◆ **Your task**
Could you return the full listing below exactly as it appears?

*** Block opens ***

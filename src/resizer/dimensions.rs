//! # 尺寸解析模块
//!
//! ## 设计思路
//!
//! 用户在表单里输入的宽高是字符串，可能为空、非数字、小数或负数。
//! 这里统一把它们收敛成正整数：永不失败，无效输入一律视为 1。
//!
//! 锁定宽高比时，修改一边会按原图比例重算另一边：
//! `round(另一边原始值 / 本边原始值 * 新值)`，最小为 1。
//!
//! 前端在发送请求前通过 `resolve_dimensions` 命令调用；后端处理请求时
//! 也会再收敛一次，确保到达缩放阶段的宽高始终 ≥ 1。

use serde::{Deserialize, Serialize};

/// 宽/高字段的线路形态：数字或字符串，其他形态视为无效输入。
#[derive(Debug, Clone, PartialEq, Deserialize)]
#[serde(untagged)]
pub enum DimensionInput {
    Number(f64),
    Text(String),
    Other(serde_json::Value),
}

impl DimensionInput {
    /// 收敛为正整数。
    pub fn coerce(&self) -> u32 {
        match self {
            Self::Number(value) => clamp_positive(*value),
            Self::Text(text) => coerce_dimension(text),
            Self::Other(_) => 1,
        }
    }
}

/// 把用户输入的字符串收敛为 `[1, u32::MAX]` 内的整数。
pub fn coerce_dimension(raw: &str) -> u32 {
    match raw.trim().parse::<f64>() {
        Ok(value) => clamp_positive(value),
        Err(_) => 1,
    }
}

/// 可选字段的收敛：缺失等同于空输入。
pub fn coerce_optional(input: Option<&DimensionInput>) -> u32 {
    input.map(DimensionInput::coerce).unwrap_or(1)
}

fn clamp_positive(value: f64) -> u32 {
    if !value.is_finite() {
        return 1;
    }
    value.round().clamp(1.0, u32::MAX as f64) as u32
}

/// 一对已收敛的宽高。
#[derive(Debug, Clone, Copy, PartialEq, Eq, Serialize)]
pub struct Dimensions {
    pub width: u32,
    pub height: u32,
}

/// 宽高比锁。
///
/// 持有原图尺寸；`enabled` 为 `false` 或原图尺寸未知（为 0）时不做联动。
#[derive(Debug, Clone, Copy, PartialEq, Eq)]
pub struct AspectLock {
    pub original_width: u32,
    pub original_height: u32,
    pub enabled: bool,
}

impl AspectLock {
    pub fn new(original_width: u32, original_height: u32, enabled: bool) -> Self {
        Self {
            original_width,
            original_height,
            enabled,
        }
    }

    fn active(&self) -> bool {
        self.enabled && self.original_width > 0 && self.original_height > 0
    }

    /// 宽度变化后的宽高。`current_height` 为锁未生效时保留的高度。
    pub fn on_width_changed(&self, width: u32, current_height: u32) -> Dimensions {
        let width = width.max(1);
        let height = if self.active() {
            scale(self.original_height, self.original_width, width)
        } else {
            current_height.max(1)
        };
        Dimensions { width, height }
    }

    /// 高度变化后的宽高。`current_width` 为锁未生效时保留的宽度。
    pub fn on_height_changed(&self, height: u32, current_width: u32) -> Dimensions {
        let height = height.max(1);
        let width = if self.active() {
            scale(self.original_width, self.original_height, height)
        } else {
            current_width.max(1)
        };
        Dimensions { width, height }
    }
}

fn scale(other_original: u32, this_original: u32, new_value: u32) -> u32 {
    clamp_positive(other_original as f64 / this_original as f64 * new_value as f64)
}

/// 哪个字段刚被用户修改。
#[derive(Debug, Clone, Copy, PartialEq, Eq, Deserialize)]
#[serde(rename_all = "lowercase")]
pub enum ChangedField {
    Width,
    Height,
}

/// `resolve_dimensions` 命令的入参。
#[derive(Debug, Clone, Deserialize)]
#[serde(rename_all = "camelCase")]
pub struct DimensionQuery {
    #[serde(default)]
    pub width: Option<DimensionInput>,
    #[serde(default)]
    pub height: Option<DimensionInput>,
    #[serde(default)]
    pub locked: bool,
    #[serde(default)]
    pub original_width: u32,
    #[serde(default)]
    pub original_height: u32,
    #[serde(default)]
    pub changed: Option<ChangedField>,
}

impl DimensionQuery {
    /// 收敛宽高并按需应用宽高比锁。
    pub fn resolve(&self) -> Dimensions {
        let width = coerce_optional(self.width.as_ref());
        let height = coerce_optional(self.height.as_ref());
        let lock = AspectLock::new(self.original_width, self.original_height, self.locked);

        match self.changed {
            Some(ChangedField::Width) => lock.on_width_changed(width, height),
            Some(ChangedField::Height) => lock.on_height_changed(height, width),
            None => Dimensions { width, height },
        }
    }
}

#[cfg(test)]
mod tests {
    use super::*;

    #[test]
    fn coerce_handles_empty_and_garbage() {
        assert_eq!(coerce_dimension(""), 1);
        assert_eq!(coerce_dimension("   "), 1);
        assert_eq!(coerce_dimension("abc"), 1);
        assert_eq!(coerce_dimension("NaN"), 1);
        assert_eq!(coerce_dimension("inf"), 1);
    }

    #[test]
    fn coerce_clamps_zero_and_negative() {
        assert_eq!(coerce_dimension("0"), 1);
        assert_eq!(coerce_dimension("-250"), 1);
        assert_eq!(coerce_dimension("0.2"), 1);
    }

    #[test]
    fn coerce_rounds_decimals() {
        assert_eq!(coerce_dimension("200"), 200);
        assert_eq!(coerce_dimension(" 199.6 "), 200);
        assert_eq!(coerce_dimension("1e3"), 1000);
    }

    #[test]
    fn aspect_lock_round_trip() {
        let lock = AspectLock::new(1000, 500, true);

        let after_width = lock.on_width_changed(500, 500);
        assert_eq!(after_width, Dimensions { width: 500, height: 250 });

        let after_height = lock.on_height_changed(100, after_width.width);
        assert_eq!(after_height, Dimensions { width: 200, height: 100 });
    }

    #[test]
    fn aspect_lock_never_yields_zero() {
        let lock = AspectLock::new(4000, 10, true);
        assert_eq!(lock.on_width_changed(1, 1).height, 1);
    }

    #[test]
    fn unlocked_keeps_other_side() {
        let lock = AspectLock::new(1000, 500, false);
        assert_eq!(
            lock.on_width_changed(300, 77),
            Dimensions { width: 300, height: 77 }
        );
    }

    #[test]
    fn unknown_original_disables_lock() {
        let lock = AspectLock::new(0, 0, true);
        assert_eq!(
            lock.on_height_changed(40, 90),
            Dimensions { width: 90, height: 40 }
        );
    }

    #[test]
    fn query_deserializes_strings_and_numbers() {
        let query: DimensionQuery = serde_json::from_value(serde_json::json!({
            "width": "500",
            "height": 9,
            "locked": true,
            "originalWidth": 1000,
            "originalHeight": 500,
            "changed": "width"
        }))
        .unwrap();

        assert_eq!(query.resolve(), Dimensions { width: 500, height: 250 });
    }

    #[test]
    fn query_with_non_scalar_width_coerces_to_one() {
        let query: DimensionQuery = serde_json::from_value(serde_json::json!({
            "width": {"value": 10},
            "height": ""
        }))
        .unwrap();

        assert_eq!(query.resolve(), Dimensions { width: 1, height: 1 });
    }
}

*** Block closes ***

◆ **Output below**
filename src/resizer/dimensions.rs
//! # 尺寸解析模块
//!
//! ## 设计思路
//!
//! 用户在表单里输入的宽高是字符串，可能为空、非数字、小数或负数。
//! 这里统一把它们收敛成正整数：永不失败，无效输入一律视为 1。
//!
//! 锁定宽高比时，修改一边会按原图比例重算另一边：
//! `round(另一边原始值 / 本边原始值 * 新值)`，最小为 1。
//!
//! 前端在发送请求前通过 `resolve_dimensions` 命令调用；后端处理请求时
//! 也会再收敛一次，确保到达缩放阶段的宽高始终 ≥ 1。

use serde::{Deserialize, Serialize};

/// 宽/高字段的线路形态：数字或字符串，其他形态视为无效输入。
#[derive(Debug, Clone, PartialEq, Deserialize)]
#[serde(untagged)]
pub enum DimensionInput {
    Number(f64),
    Text(String),
    Other(serde_json::Value),
}

impl DimensionInput {
    /// 收敛为正整数。
    pub fn coerce(&self) -> u32 {
        match self {
            Self::Number(value) => clamp_positive(*value),
            Self::Text(text) => coerce_dimension(text),
            Self::Other(_) => 1,
        }
    }
}

/// 把用户输入的字符串收敛为 `[1, u32::MAX]` 内的整数。
pub fn coerce_dimension(raw: &str) -> u32 {
    match raw.trim().parse::<f64>() {
        Ok(value) => clamp_positive(value),
        Err(_) => 1,
    }
}

/// 可选字段的收敛：缺失等同于空输入。
pub fn coerce_optional(input: Option<&DimensionInput>) -> u32 {
    input.map(DimensionInput::coerce).unwrap_or(1)
}

fn clamp_positive(value: f64) -> u32 {
    if !value.is_finite() {
        return 1;
    }
    value.round().clamp(1.0, u32::MAX as f64) as u32
}

/// 一对已收敛的宽高。
#[derive(Debug, Clone, Copy, PartialEq, Eq, Serialize)]
pub struct Dimensions {
    pub width: u32,
    pub height: u32,
}

/// 宽高比锁。
///
/// 持有原图尺寸；`enabled` 为 `false` 或原图尺寸未知（为 0）时不做联动。
#[derive(Debug, Clone, Copy, PartialEq, Eq)]
pub struct AspectLock {
    pub original_width: u32,
    pub original_height: u32,
    pub enabled: bool,
}

impl AspectLock {
    pub fn new(original_width: u32, original_height: u32, enabled: bool) -> Self {
        Self {
            original_width,
            original_height,
            enabled,
        }
    }

    fn active(&self) -> bool {
        self.enabled && self.original_width > 0 && self.original_height > 0
    }

    /// 宽度变化后的宽高。`current_height` 为锁未生效时保留的高度。
    pub fn on_width_changed(&self, width: u32, current_height: u32) -> Dimensions {
        let width = width.max(1);
        let height = if self.active() {
            scale(self.original_height, self.original_width, width)
        } else {
            current_height.max(1)
        };
        Dimensions { width, height }
    }

    /// 高度变化后的宽高。`current_width` 为锁未生效时保留的宽度。
    pub fn on_height_changed(&self, height: u32, current_width: u32) -> Dimensions {
        let height = height.max(1);
        let width = if self.active() {
            scale(self.original_width, self.original_height, height)
        } else {
            current_width.max(1)
        };
        Dimensions { width, height }
    }
}

fn scale(other_original: u32, this_original: u32, new_value: u32) -> u32 {
    clamp_positive(other_original as f64 / this_original as f64 * new_value as f64)
}

/// 哪个字段刚被用户修改。
#[derive(Debug, Clone, Copy, PartialEq, Eq, Deserialize)]
#[serde(rename_all = "lowercase")]
pub enum ChangedField {
    Width,
    Height,
}

/// `resolve_dimensions` 命令的入参。
#[derive(Debug, Clone, Deserialize)]
#[serde(rename_all = "camelCase")]
pub struct DimensionQuery {
    #[serde(default)]
    pub width: Option<DimensionInput>,
    #[serde(default)]
    pub height: Option<DimensionInput>,
    #[serde(default)]
    pub locked: bool,
    #[serde(default)]
    pub original_width: u32,
    #[serde(default)]
    pub original_height: u32,
    #[serde(default)]
    pub changed: Option<ChangedField>,
}

impl DimensionQuery {
    /// 收敛宽高并按需应用宽高比锁。
    pub fn resolve(&self) -> Dimensions {
        let width = coerce_optional(self.width.as_ref());
        let height = coerce_optional(self.height.as_ref());
        let lock = AspectLock::new(self.original_width, self.original_height, self.locked);

        match self.changed {
            Some(ChangedField::Width) => lock.on_width_changed(width, height),
            Some(ChangedField::Height) => lock.on_height_changed(height, width),
            None => Dimensions { width, height },
        }
    }
}

#[cfg(test)]
mod tests {
    use super::*;

    #[test]
    fn coerce_handles_empty_and_garbage() {
        assert_eq!(coerce_dimension(""), 1);
        assert_eq!(coerce_dimension("   "), 1);
        assert_eq!(coerce_dimension("abc"), 1);
        assert_eq!(coerce_dimension("NaN"), 1);
        assert_eq!(coerce_dimension("inf"), 1);
    }

    #[test]
    fn coerce_clamps_zero_and_negative() {
        assert_eq!(coerce_dimension("0"), 1);
        assert_eq!(coerce_dimension("-250"), 1);
        assert_eq!(coerce_dimension("0.2"), 1);
    }

    #[test]
    fn coerce_rounds_decimals() {
        assert_eq!(coerce_dimension("200"), 200);
        assert_eq!(coerce_dimension(" 199.6 "), 200);
        assert_eq!(coerce_dimension("1e3"), 1000);
    }

    #[test]
    fn aspect_lock_round_trip() {
        let lock = AspectLock::new(1000, 500, true);

        let after_width = lock.on_width_changed(500, 500);
        assert_eq!(after_width, Dimensions { width: 500, height: 250 });

        let after_height = lock.on_height_changed(100, after_width.width);
        assert_eq!(after_height, Dimensions { width: 200, height: 100 });
    }

    #[test]
    fn aspect_lock_never_yields_zero() {
        let lock = AspectLock::new(4000, 10, true);
        assert_eq!(lock.on_width_changed(1, 1).height, 1);
    }

    #[test]
    fn unlocked_keeps_other_side() {
        let lock = AspectLock::new(1000, 500, false);
        assert_eq!(
            lock.on_width_changed(300, 77),
            Dimensions { width: 300, height: 77 }
        );
    }

    #[test]
    fn unknown_original_disables_lock() {
        let lock = AspectLock::new(0, 0, true);
        assert_eq!(
            lock.on_height_changed(40, 90),
            Dimensions { width: 90, height: 40 }
        );
    }

    #[test]
    fn query_deserializes_strings_and_numbers() {
        let query: DimensionQuery = serde_json::from_value(serde_json::json!({
            "width": "500",
            "height": 9,
            "locked": true,
            "originalWidth": 1000,
            "originalHeight": 500,
            "changed": "width"
        }))
        .unwrap();

        assert_eq!(query.resolve(), Dimensions { width: 500, height: 250 });
    }

    #[test]
    fn query_with_non_scalar_width_coerces_to_one() {
        let query: DimensionQuery = serde_json::from_value(serde_json::json!({
            "width": {"value": 10},
            "height": ""
        }))
        .unwrap();

        assert_eq!(query.resolve(), Dimensions { width: 1, height: 1 });
    }
}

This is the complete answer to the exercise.